Tuesday, August 18, 2015
The Decalogue IV, V, VI
Part IV: after Michal goes on a trip, his daughter, the 20-year old acting student Anka, decides to secretly open a letter that was left to her by her late mother. When Michal returns, she claims that she read the letter and that in it, her mother wrote that Michal is not her real father. When this disrupts their relationship, Anka suddenly claims she made that all up and never read the letter. Together, they burn the unopened letter... Part V: a 20-year old delinquent cruelly kills a taxi driver. Despite his idealistic lawyer, the delinquent is sentenced to death on a trial... Part VI: Tomek, a young postman, curiously observes the window of his neighbour's apartment, the attractive Magda, at night. He feigns fake notices in order for Magda to visit his post office. Finally, they go out on a date. After a premature ejaculation, Magda belittles him, and a humiliated Tomek runs away and tries to commit suicide. He survives, but has no more interest in Magda, much to her disappointment.

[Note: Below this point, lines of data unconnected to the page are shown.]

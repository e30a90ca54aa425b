// crates/auditproof-core/src/lib.rs
//
// auditproof-core: Core types, traits, and crypto primitives for the
// auditproof trust pipeline.
//
// This is the leaf crate that all other crates in the workspace depend on.
// It defines addresses and fixed-width words, the auditor / credential /
// proof data model, contract calls and events, the protocol-wide error
// type, and the chain client trait the orchestration layer drives.

pub mod auditor;
pub mod chain;
pub mod credential;
pub mod crypto;
pub mod error;
pub mod metrics;
pub mod traits;
pub mod types;

// Re-export key types for ergonomic access from downstream crates.
// Usage: `use auditproof_core::Address;`

// Primitive types
pub use types::{Address, Bytes32, TxHash};

// Auditor admission types
pub use auditor::{Application, ApplicationStatus, Auditor};

// Credential and proof types
pub use credential::{AnchorRecord, Credential, Proof, VerificationRecord};

// Chain types
pub use chain::{
    ChainEvent, Confirmation, ContractCall, Receipt, RecordVerificationCall, SignedCall,
};

// Metrics types
pub use metrics::{MetricKind, MetricSample};

// Error type
pub use error::AuditProofError;

// Traits
pub use traits::{ChainClient, ProofVerifier};
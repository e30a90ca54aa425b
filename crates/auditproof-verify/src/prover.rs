// crates/auditproof-verify/src/prover.rs
//
// TrustedProver: the signing side of the trusted-signer scheme.
//
// Holds the one key whose attestations SignatureVerifier accepts. Used by
// the daemon's local fallback when the external issuer is unreachable, and
// by tests to produce correctly signed fixtures.

use rand::RngCore;

use auditproof_core::credential::{Credential, Proof};
use auditproof_core::crypto::Keypair;
use auditproof_core::types::{Address, Bytes32};

use crate::verifier::proof_digest;

/// Size of the opaque proof blob produced for locally attested credentials.
const PROOF_BLOB_LEN: usize = 128;

/// Produces proof attestations for a single verifier context.
pub struct TrustedProver {
    keypair: Keypair,
    context_id: Bytes32,
}

impl TrustedProver {
    /// Create a prover signing for the verifier bound to `context_id`.
    pub fn new(keypair: Keypair, context_id: Bytes32) -> Self {
        Self {
            keypair,
            context_id,
        }
    }

    /// The signer address a verifier must trust to accept this prover's proofs.
    pub fn address(&self) -> Address {
        self.keypair.address()
    }

    pub fn context_id(&self) -> Bytes32 {
        self.context_id
    }

    /// Attest to a proof over the given fields.
    pub fn prove(
        &self,
        proof_id: Bytes32,
        issuer: Address,
        subject: Address,
        proof_bytes: Vec<u8>,
        public_inputs: Vec<Bytes32>,
    ) -> Proof {
        let digest = proof_digest(
            &self.context_id,
            &proof_id,
            &issuer,
            &subject,
            &proof_bytes,
            &public_inputs,
        );
        let signature = self.keypair.attest(digest.as_bytes());
        Proof {
            proof_id,
            issuer,
            subject,
            proof_bytes,
            public_inputs,
            signature,
        }
    }

    /// Attest to a credential under `proof_id` with a fresh random blob and
    /// public inputs `[subject, issuer, summary_hash]`.
    pub fn prove_credential(&self, proof_id: Bytes32, credential: &Credential) -> Proof {
        let mut blob = vec![0u8; PROOF_BLOB_LEN];
        rand::thread_rng().fill_bytes(&mut blob);

        self.prove(
            proof_id,
            credential.issuer,
            credential.subject,
            blob,
            credential_public_inputs(credential),
        )
    }
}

/// Public inputs bound into a credential proof.
pub fn credential_public_inputs(credential: &Credential) -> Vec<Bytes32> {
    vec![
        credential.subject.to_word(),
        credential.issuer.to_word(),
        credential.summary_hash,
    ]
}
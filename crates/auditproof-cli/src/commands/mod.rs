// crates/auditproof-cli/src/commands/mod.rs
//
// Command module declarations for the auditproof CLI.

pub mod admin;
pub mod auditor;
pub mod credential;
pub mod key;
pub mod proof;
pub mod signing;
pub mod status;
// crates/auditproof-orchestrator/src/admission.rs
//
// AdmissionService: approve, reject, and list auditor applications.
//
// Approval is the only path that touches the chain. It returns as soon as
// the approval transaction is accepted; confirmation, reputation, the
// credibility credential, and the score update all happen in the Finalizer.
// The Application store is marked `approved` optimistically and is never
// authoritative.

use std::sync::Arc;

use serde::{Deserialize, Serialize};

use auditproof_core::auditor::{Application, ApplicationStatus};
use auditproof_core::chain::ContractCall;
use auditproof_core::error::AuditProofError;
use auditproof_core::types::{Address, TxHash};
use auditproof_store::ApplicationStore;

use crate::finalizer::{FinalizeJob, FinalizerHandle};
use crate::signing::SigningContext;

/// Reviewer identity stamped on applications reviewed through this service.
pub const ADMIN_REVIEWER: &str = "admin";

#[derive(Debug, Clone, Default, PartialEq, Eq, Serialize, Deserialize)]
#[serde(rename_all = "camelCase")]
pub struct ApproveRequest {
    #[serde(default)]
    pub auditor_address: String,
    #[serde(default)]
    pub github_handle: Option<String>,
    #[serde(default)]
    pub code4rena_handle: Option<String>,
    #[serde(default)]
    pub immunefi_handle: Option<String>,
}

/// The auditor as reported back to the approving admin. The score is not
/// known yet; it is computed in the background.
#[derive(Debug, Clone, PartialEq, Eq, Serialize, Deserialize)]
#[serde(rename_all = "camelCase")]
pub struct ApprovedAuditor {
    pub address: Address,
    pub is_approved: bool,
    pub credibility_score: Option<u64>,
    pub credential_count: u64,
}

#[derive(Debug, Clone, PartialEq, Eq, Serialize, Deserialize)]
#[serde(rename_all = "camelCase")]
pub struct ApproveResponse {
    pub auditor: ApprovedAuditor,
    pub tx_hash: TxHash,
    pub message: String,
}

#[derive(Debug, Clone, PartialEq, Eq, Serialize, Deserialize)]
pub struct ApplicationList {
    pub count: usize,
    pub applications: Vec<Application>,
}

pub struct AdmissionService {
    signer: Arc<SigningContext>,
    applications: Arc<ApplicationStore>,
    finalizer: Option<FinalizerHandle>,
}

impl AdmissionService {
    pub fn new(signer: Arc<SigningContext>, applications: Arc<ApplicationStore>) -> Self {
        Self {
            signer,
            applications,
            finalizer: None,
        }
    }

    /// Hand every accepted approval to `finalizer`.
    pub fn with_finalizer(mut self, finalizer: FinalizerHandle) -> Self {
        self.finalizer = Some(finalizer);
        self
    }

    pub fn applications(&self) -> &Arc<ApplicationStore> {
        &self.applications
    }

    /// Approve an auditor on-chain.
    ///
    /// Fails fast on a malformed or already approved address. Never waits
    /// for confirmation.
    pub async fn approve(&self, request: ApproveRequest) -> Result<ApproveResponse, AuditProofError> {
        let auditor = Address::parse(&request.auditor_address)?;
        if auditor.is_zero() {
            return Err(AuditProofError::Validation(
                "Auditor address must not be zero".to_string(),
            ));
        }

        let info = self
            .signer
            .chain()
            .auditor_info(&auditor)
            .await
            .map_err(|e| AuditProofError::ChainSubmission(e.to_string()))?;
        if info.is_approved {
            return Err(AuditProofError::AlreadyApproved(auditor));
        }

        let tx_hash = self
            .signer
            .send(ContractCall::ApproveAuditor { auditor })
            .await?;

        if let Err(e) = self
            .applications
            .mark_reviewed(&auditor, ApplicationStatus::Approved, ADMIN_REVIEWER)
            .await
        {
            tracing::warn!("Failed to mirror approval of {} locally: {}", auditor, e);
        }

        match &self.finalizer {
            Some(finalizer) => {
                finalizer.enqueue(FinalizeJob {
                    auditor,
                    approval_tx: tx_hash,
                    github_handle: request.github_handle.unwrap_or_default(),
                    code4rena_handle: request.code4rena_handle.unwrap_or_default(),
                    immunefi_handle: request.immunefi_handle.unwrap_or_default(),
                });
            }
            None => tracing::debug!("No finalizer configured; skipping finalization for {}", auditor),
        }

        Ok(ApproveResponse {
            auditor: ApprovedAuditor {
                address: auditor,
                is_approved: true,
                credibility_score: None,
                credential_count: 0,
            },
            tx_hash,
            message: "Auditor approved. Finalization continues in the background.".to_string(),
        })
    }

    /// Reject a pending application. Synchronous and off-chain.
    pub async fn reject(&self, wallet_address: &str) -> Result<Application, AuditProofError> {
        let wallet = Address::parse(wallet_address)?;
        self.applications
            .mark_reviewed(&wallet, ApplicationStatus::Rejected, ADMIN_REVIEWER)
            .await?
            .ok_or_else(|| AuditProofError::NotFound("Application not found".to_string()))
    }

    /// List applications, optionally filtered by status. An unrecognized
    /// status is ignored and every application is returned.
    pub async fn list(&self, status: Option<&str>) -> ApplicationList {
        let status = status.and_then(|s| match s.trim().parse::<ApplicationStatus>() {
            Ok(status) => Some(status),
            Err(_) => {
                tracing::debug!("Ignoring unknown status filter '{}'", s);
                None
            }
        });
        let applications = self.applications.list(status).await;
        ApplicationList {
            count: applications.len(),
            applications,
        }
    }

    /// Record a new application for `wallet_address`.
    pub async fn submit_application(&self, wallet_address: &str) -> Result<Application, AuditProofError> {
        let wallet = Address::parse(wallet_address)?;
        let application = self.applications.submit(wallet).await?;
        tracing::info!("Application from {} is {}", wallet, application.status);
        Ok(application)
    }

    /// Revoke an approved auditor on-chain and return the transaction hash.
    pub async fn revoke(&self, auditor_address: &str) -> Result<TxHash, AuditProofError> {
        let auditor = Address::parse(auditor_address)?;
        self.signer.send(ContractCall::RevokeAuditor { auditor }).await
    }
}

#[cfg(test)]
mod tests {
    use super::*;

    #[test]
    fn test_approve_request_accepts_missing_handles() {
        let request: ApproveRequest =
            serde_json::from_str(r#"{"auditorAddress":"0x1111111111111111111111111111111111111111"}"#)
                .unwrap();
        assert!(request.github_handle.is_none());
        assert_eq!(
            request.auditor_address,
            "0x1111111111111111111111111111111111111111"
        );
    }

    #[test]
    fn test_approve_response_shape() {
        let response = ApproveResponse {
            auditor: ApprovedAuditor {
                address: Address([0xaa; 20]),
                is_approved: true,
                credibility_score: None,
                credential_count: 0,
            },
            tx_hash: TxHash::ZERO,
            message: String::new(),
        };
        let json = serde_json::to_value(&response).unwrap();
        assert_eq!(json["auditor"]["isApproved"], serde_json::json!(true));
        assert!(json["txHash"].is_string());
    }
}
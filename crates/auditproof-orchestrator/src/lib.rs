// crates/auditproof-orchestrator/src/lib.rs
//
// auditproof-orchestrator: the service layer between the RPC surface and
// the chain.
//
// One SigningContext is built at startup and shared by every service that
// sends transactions. Admission returns as soon as an approval is accepted
// and hands the rest to the Finalizer's worker pool; issuance falls back to
// locally synthesized credentials and proofs; verification checks a proof
// locally before recording it on-chain.

pub mod admission;
pub mod finalizer;
pub mod issuance;
pub mod issuer;
pub mod signing;
pub mod verification;

// Re-export key types for ergonomic access from downstream crates.
pub use admission::{AdmissionService, ApplicationList, ApproveRequest, ApproveResponse};
pub use finalizer::{
    BackgroundError, FinalizeJob, FinalizeReport, Finalizer, FinalizerConfig, FinalizerHandle,
    RetryPolicy, Stage,
};
pub use issuance::IssuanceService;
pub use issuer::{Air3Issuer, Air3Settings, CredentialIssuer, GeneratedProof, IssueRequest, IssuedCredential};
pub use signing::SigningContext;
pub use verification::{VerificationService, VerifyRequest, VerifyResponse};
// crates/auditproof-cli/src/commands/key.rs
//
// `auditproof key {generate, show}`: local ed25519 key files.

use std::fs;
use std::path::Path;

use auditproof_core::crypto::Keypair;
use clap::Subcommand;

use super::signing::{default_key_path, load_key};

/// Key management subcommands.
#[derive(Debug, Subcommand)]
pub enum KeyCmd {
    /// Generate a new keypair and save its hex-encoded secret.
    Generate {
        /// Destination file (default: ~/.auditproof/keys/auditor.key).
        #[arg(long)]
        path: Option<String>,
        /// Overwrite an existing key file.
        #[arg(long)]
        force: bool,
    },
    /// Print the address of a saved key.
    Show {
        #[arg(long)]
        path: Option<String>,
    },
}

/// Run the key subcommand.
pub async fn run(cmd: &KeyCmd) -> Result<(), Box<dyn std::error::Error>> {
    match cmd {
        KeyCmd::Generate { path, force } => {
            let path = path.clone().map_or_else(default_key_path, Ok)?;
            generate(Path::new(&path), *force)
        }
        KeyCmd::Show { path } => {
            let keypair = load_key(path.as_deref())?;
            println!("Address:    {}", keypair.address());
            println!("Public key: 0x{}", hex::encode(keypair.public_key_bytes()));
            Ok(())
        }
    }
}

fn generate(path: &Path, force: bool) -> Result<(), Box<dyn std::error::Error>> {
    if path.exists() && !force {
        return Err(format!(
            "{} already exists; pass --force to overwrite",
            path.display()
        )
        .into());
    }

    let keypair = Keypair::generate();
    if let Some(parent) = path.parent() {
        fs::create_dir_all(parent)?;
    }
    fs::write(path, hex::encode(keypair.signing_key.to_bytes()))?;

    println!("Key created successfully.");
    println!("  Address: {}", keypair.address());
    println!("  Saved to: {}", path.display());
    println!();
    println!("IMPORTANT: Back up your secret key file securely.");
    Ok(())
}
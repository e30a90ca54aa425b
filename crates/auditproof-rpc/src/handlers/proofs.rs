// crates/auditproof-rpc/src/handlers/proofs.rs
//
// Proof handlers: GenerateProof, VerifyProof.

use serde::{Deserialize, Serialize};

use auditproof_core::error::AuditProofError;
use auditproof_orchestrator::{
    GeneratedProof, IssuanceService, VerificationService, VerifyRequest, VerifyResponse,
};

#[derive(Debug, Clone, Default, Serialize, Deserialize)]
#[serde(rename_all = "camelCase")]
pub struct GenerateProofRequest {
    #[serde(default)]
    pub credential_id: String,
}

/// Handle a GenerateProof request. Falls back to a locally attested proof
/// when no verifier identity is configured or the issuer is unreachable.
pub async fn handle_generate_proof(
    issuance: &IssuanceService,
    request: GenerateProofRequest,
) -> Result<GeneratedProof, AuditProofError> {
    issuance.generate_proof(&request.credential_id).await
}

/// Handle a VerifyProof request: check the attestation locally, then record
/// the verification on-chain.
pub async fn handle_verify_proof(
    verification: &VerificationService,
    request: VerifyRequest,
) -> Result<VerifyResponse, AuditProofError> {
    verification.verify_and_record(request).await
}
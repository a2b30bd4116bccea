//! Development server command.

use std::path::Path;

use anyhow::Result;
use folio_server::{DevServer, DevServerConfig};

use crate::config::ConfigFile;

/// Run the dev server.
pub async fn run(config_path: &Path, port: u16, open: bool) -> Result<()> {
    tracing::info!("Starting development server on port {}", port);

    let config = DevServerConfig {
        site: ConfigFile::load(config_path)?.into_site_config(),
        port,
        open,
        ..Default::default()
    };

    DevServer::new(config).start().await?;

    Ok(())
}
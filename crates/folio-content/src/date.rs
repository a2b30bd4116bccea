//! Date parsing for frontmatter and file metadata.

use std::fs;
use std::path::Path;

use chrono::{DateTime, NaiveDate, NaiveDateTime, Utc};

/// Parse a date as written in frontmatter.
///
/// Accepts `YYYY-MM-DD`, RFC 3339 and `YYYY-MM-DD HH:MM:SS`. The calendar
/// date is taken as written, without converting between time zones.
pub fn parse_date(value: &str) -> Option<NaiveDate> {
    let value = value.trim();

    if let Ok(date) = NaiveDate::parse_from_str(value, "%Y-%m-%d") {
        return Some(date);
    }

    if let Ok(datetime) = DateTime::parse_from_rfc3339(value) {
        return Some(datetime.date_naive());
    }

    NaiveDateTime::parse_from_str(value, "%Y-%m-%d %H:%M:%S")
        .ok()
        .map(|dt| dt.date())
}

/// Last modification date of a file, in UTC.
pub fn file_date(path: &Path) -> Option<NaiveDate> {
    let modified = fs::metadata(path).and_then(|m| m.modified()).ok()?;
    Some(DateTime::<Utc>::from(modified).date_naive())
}
//! `folio.toml` loading.

use std::fs;
use std::path::{Path, PathBuf};

use anyhow::{Context, Result};
use folio_site::{CollectionConfig, Permalink, SiteConfig};
use serde::Deserialize;

/// Configuration file structure (folio.toml).
#[derive(Debug, Deserialize, Default)]
pub struct ConfigFile {
    #[serde(default)]
    pub site: SiteSection,
    #[serde(default)]
    pub posts: PostsSection,
    /// Directory relative `input` and `output` paths resolve against
    #[serde(skip)]
    pub root: PathBuf,
}

#[derive(Debug, Deserialize)]
pub struct SiteSection {
    #[serde(default = "default_input")]
    pub input: String,
    #[serde(default = "default_output")]
    pub output: String,
    #[serde(default = "default_layouts")]
    pub layouts: String,
    #[serde(default = "default_title")]
    pub title: String,
    /// Files and directories copied verbatim into the output
    #[serde(default)]
    pub passthrough: Vec<String>,
    /// Files and directories never rendered as pages
    #[serde(default = "default_ignore")]
    pub ignore: Vec<String>,
}

#[derive(Debug, Deserialize)]
pub struct PostsSection {
    #[serde(default = "default_posts_dir")]
    pub dir: String,
    #[serde(default = "default_layout")]
    pub layout: Option<String>,
    #[serde(default = "default_permalink")]
    pub permalink: String,
    #[serde(default = "default_redirect_from")]
    pub redirect_from: String,
    #[serde(default = "default_redirects")]
    pub redirects: bool,
}

impl Default for SiteSection {
    fn default() -> Self {
        Self {
            input: default_input(),
            output: default_output(),
            layouts: default_layouts(),
            title: default_title(),
            passthrough: Vec::new(),
            ignore: default_ignore(),
        }
    }
}

impl Default for PostsSection {
    fn default() -> Self {
        Self {
            dir: default_posts_dir(),
            layout: default_layout(),
            permalink: default_permalink(),
            redirect_from: default_redirect_from(),
            redirects: default_redirects(),
        }
    }
}

fn default_input() -> String {
    ".".to_string()
}
fn default_output() -> String {
    "_site".to_string()
}
fn default_layouts() -> String {
    "_layouts".to_string()
}
fn default_title() -> String {
    "Writing".to_string()
}
fn default_ignore() -> Vec<String> {
    vec!["README.md".to_string()]
}
fn default_posts_dir() -> String {
    "_posts".to_string()
}
fn default_layout() -> Option<String> {
    Some("base.html".to_string())
}
fn default_permalink() -> String {
    folio_site::config::DEFAULT_POST_PERMALINK.to_string()
}
fn default_redirect_from() -> String {
    folio_site::config::DEFAULT_REDIRECT_FROM.to_string()
}
fn default_redirects() -> bool {
    true
}

impl ConfigFile {
    /// Load configuration from `path` if it exists.
    /// Returns an error if the config file exists but is malformed.
    ///
    /// Relative site paths are taken from the directory holding `path`.
    pub fn load(path: &Path) -> Result<Self> {
        let root = path.parent().map(Path::to_path_buf).unwrap_or_default();

        if !path.exists() {
            tracing::debug!("No {} found, using defaults", path.display());
            return Ok(Self {
                root,
                ..Self::default()
            });
        }

        let content = fs::read_to_string(path)
            .with_context(|| format!("Failed to read {}", path.display()))?;
        let mut config: ConfigFile = toml::from_str(&content)
            .with_context(|| format!("Failed to parse {}", path.display()))?;
        config.root = root;

        tracing::info!("Loaded config from {}", path.display());
        Ok(config)
    }

    /// Turn the file into a site configuration.
    pub fn into_site_config(self) -> SiteConfig {
        let posts = CollectionConfig {
            dir: PathBuf::from(self.posts.dir),
            layout: self.posts.layout,
            permalink: Permalink::new(self.posts.permalink),
            redirect_from: self
                .posts
                .redirects
                .then(|| Permalink::new(self.posts.redirect_from)),
        };

        let mut builder = SiteConfig::builder()
            .input_dir(self.root.join(&self.site.input))
            .output_dir(self.root.join(&self.site.output))
            .layouts_dir(self.site.layouts)
            .title(self.site.title)
            .posts(posts);

        for entry in self.site.passthrough {
            builder = builder.passthrough_copy(entry);
        }

        let mut config = builder.build();
        config.ignore = self.site.ignore.into_iter().map(PathBuf::from).collect();
        config
    }
}

#[cfg(test)]
mod tests {
    use super::*;
    use pretty_assertions::assert_eq;
    use tempfile::tempdir;

    #[test]
    fn missing_file_uses_defaults() {
        let temp = tempdir().unwrap();

        let config = ConfigFile::load(&temp.path().join("folio.toml"))
            .unwrap()
            .into_site_config();

        assert_eq!(config.output_dir, temp.path().join("_site"));
        assert_eq!(config.posts.dir, PathBuf::from("_posts"));
        assert_eq!(config.posts.permalink.render("a"), "/writing/a/");
        assert_eq!(config.ignore, vec![PathBuf::from("README.md")]);
    }

    #[test]
    fn parses_full_file() {
        let temp = tempdir().unwrap();
        let path = temp.path().join("folio.toml");
        fs::write(
            &path,
            r#"
[site]
output = "public"
title = "Notes"
passthrough = ["img", "CNAME"]

[posts]
permalink = "/blog/{slug}/"
redirects = false
"#,
        )
        .unwrap();

        let config = ConfigFile::load(&path).unwrap().into_site_config();

        assert_eq!(config.output_dir, temp.path().join("public"));
        assert_eq!(config.title, "Notes");
        assert_eq!(
            config.passthrough,
            vec![PathBuf::from("img"), PathBuf::from("CNAME")]
        );
        assert_eq!(config.posts.permalink.render("a"), "/blog/a/");
        assert!(config.posts.redirect_from.is_none());
        assert_eq!(config.posts.layout.as_deref(), Some("base.html"));
    }

    #[test]
    fn paths_resolve_against_the_config_directory() {
        let temp = tempdir().unwrap();
        let sub = temp.path().join("sub");
        fs::create_dir_all(&sub).unwrap();
        fs::write(sub.join("folio.toml"), "[site]\ninput = \".\"\noutput = \"public\"\n").unwrap();

        let config = ConfigFile::load(&sub.join("folio.toml"))
            .unwrap()
            .into_site_config();

        assert_eq!(config.input_dir, sub);
        assert_eq!(config.output_dir, sub.join("public"));
    }

    #[test]
    fn bare_file_name_keeps_paths_relative() {
        let config = ConfigFile::load(Path::new("folio.toml.missing"))
            .unwrap()
            .into_site_config();

        assert_eq!(config.input_dir, PathBuf::from("."));
        assert_eq!(config.output_dir, PathBuf::from("_site"));
    }

    #[test]
    fn malformed_file_is_an_error() {
        let temp = tempdir().unwrap();
        let path = temp.path().join("folio.toml");
        fs::write(&path, "[site\n").unwrap();

        assert!(ConfigFile::load(&path).is_err());
    }
}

Krzystof Kieslowski continued his legendary TV decalogy with parts 4, 5 and 6, arguably the most unusual instalments in the "Decalogue" series, which are all symbolically congruent to the Ten Commandments - but also, at the same time, show how today's modern society became so complex that these 'rump' commandments are not sufficient enough to encompass all the "grey areas". Part IV is one of the highlights, showing how the 20-year old Anka claims to have found out that Michal is not her biological father, which leads the story into unpredictable directions. For one, Anka even tries to seduce her adoptive father, taking off her shirt and bra, hinting at incest, but he refuses. In this story, Kieslowski not only explores the relationship between parent and child, but also the relationship with identity when faced with an information that places a person in a different context: while Anka is willing to forget Michal, the father, and build a new relationship with Michal, the lover, he remains a person of integrity, since this information does not change anything in his relationship with her, and he decides to treat her as his daughter, regardless. A neglected, small, subtle touch is added by the fact that Anka is a student at the acting Academy, and that this whole segment may have been just her "method acting" experiment, reminiscent somewhat of a restructuring of Pirandello's "Six Characters in Search of an Author". All in all, a small jewel.
Part V changes the mood again, and offers something for thriller and crime fans. It is untypically cruel and bloody for Kieslowski's mentality, but gives a brilliant thesis on the 5th commandment "Thou shall not kill": not only is murder a shocking, devastating and psychologically-pervasively damaging to both the victim and the criminal - the taxi driver died as a being, while the criminal died as a human being - but it gets a new dimension when the author gives a critique at the whole state that allows a death penalty. To Kieslowski, when the state enforces a death penalty, even justifiably against such unsympathetic delinquents as the anti-hero, it is equivalent to the whole society killing. This segment is filmed in filtered, brown-gloomy colors, compatible to the worst deed someone can do, and engaged even those viewers who are otherwise unwilling to engage in philosophical films, without them even knowing they actually did, and that they have not just watched an ordinary crime-thriller. It is also shorter and far more effective in this edition, than in the overstretched "A Short Film About Killing". Part VI switches the mood further still, this time going into the genre of a (shy) erotic film. Since the commandment in question is "Thou shall not commit adultery", it gives a slightly lesser, but still an interesting essay about a postman, Tomek, who is attracted to his neighbor, Magda, until she disrupts this attraction by bellitelling love, and thus belliteling herself, as well, which causes a shift and she loses her attraction to him, which in the end seems as if she is sad that she lost a fan. Overall, another great contribution in Kieslowski opus.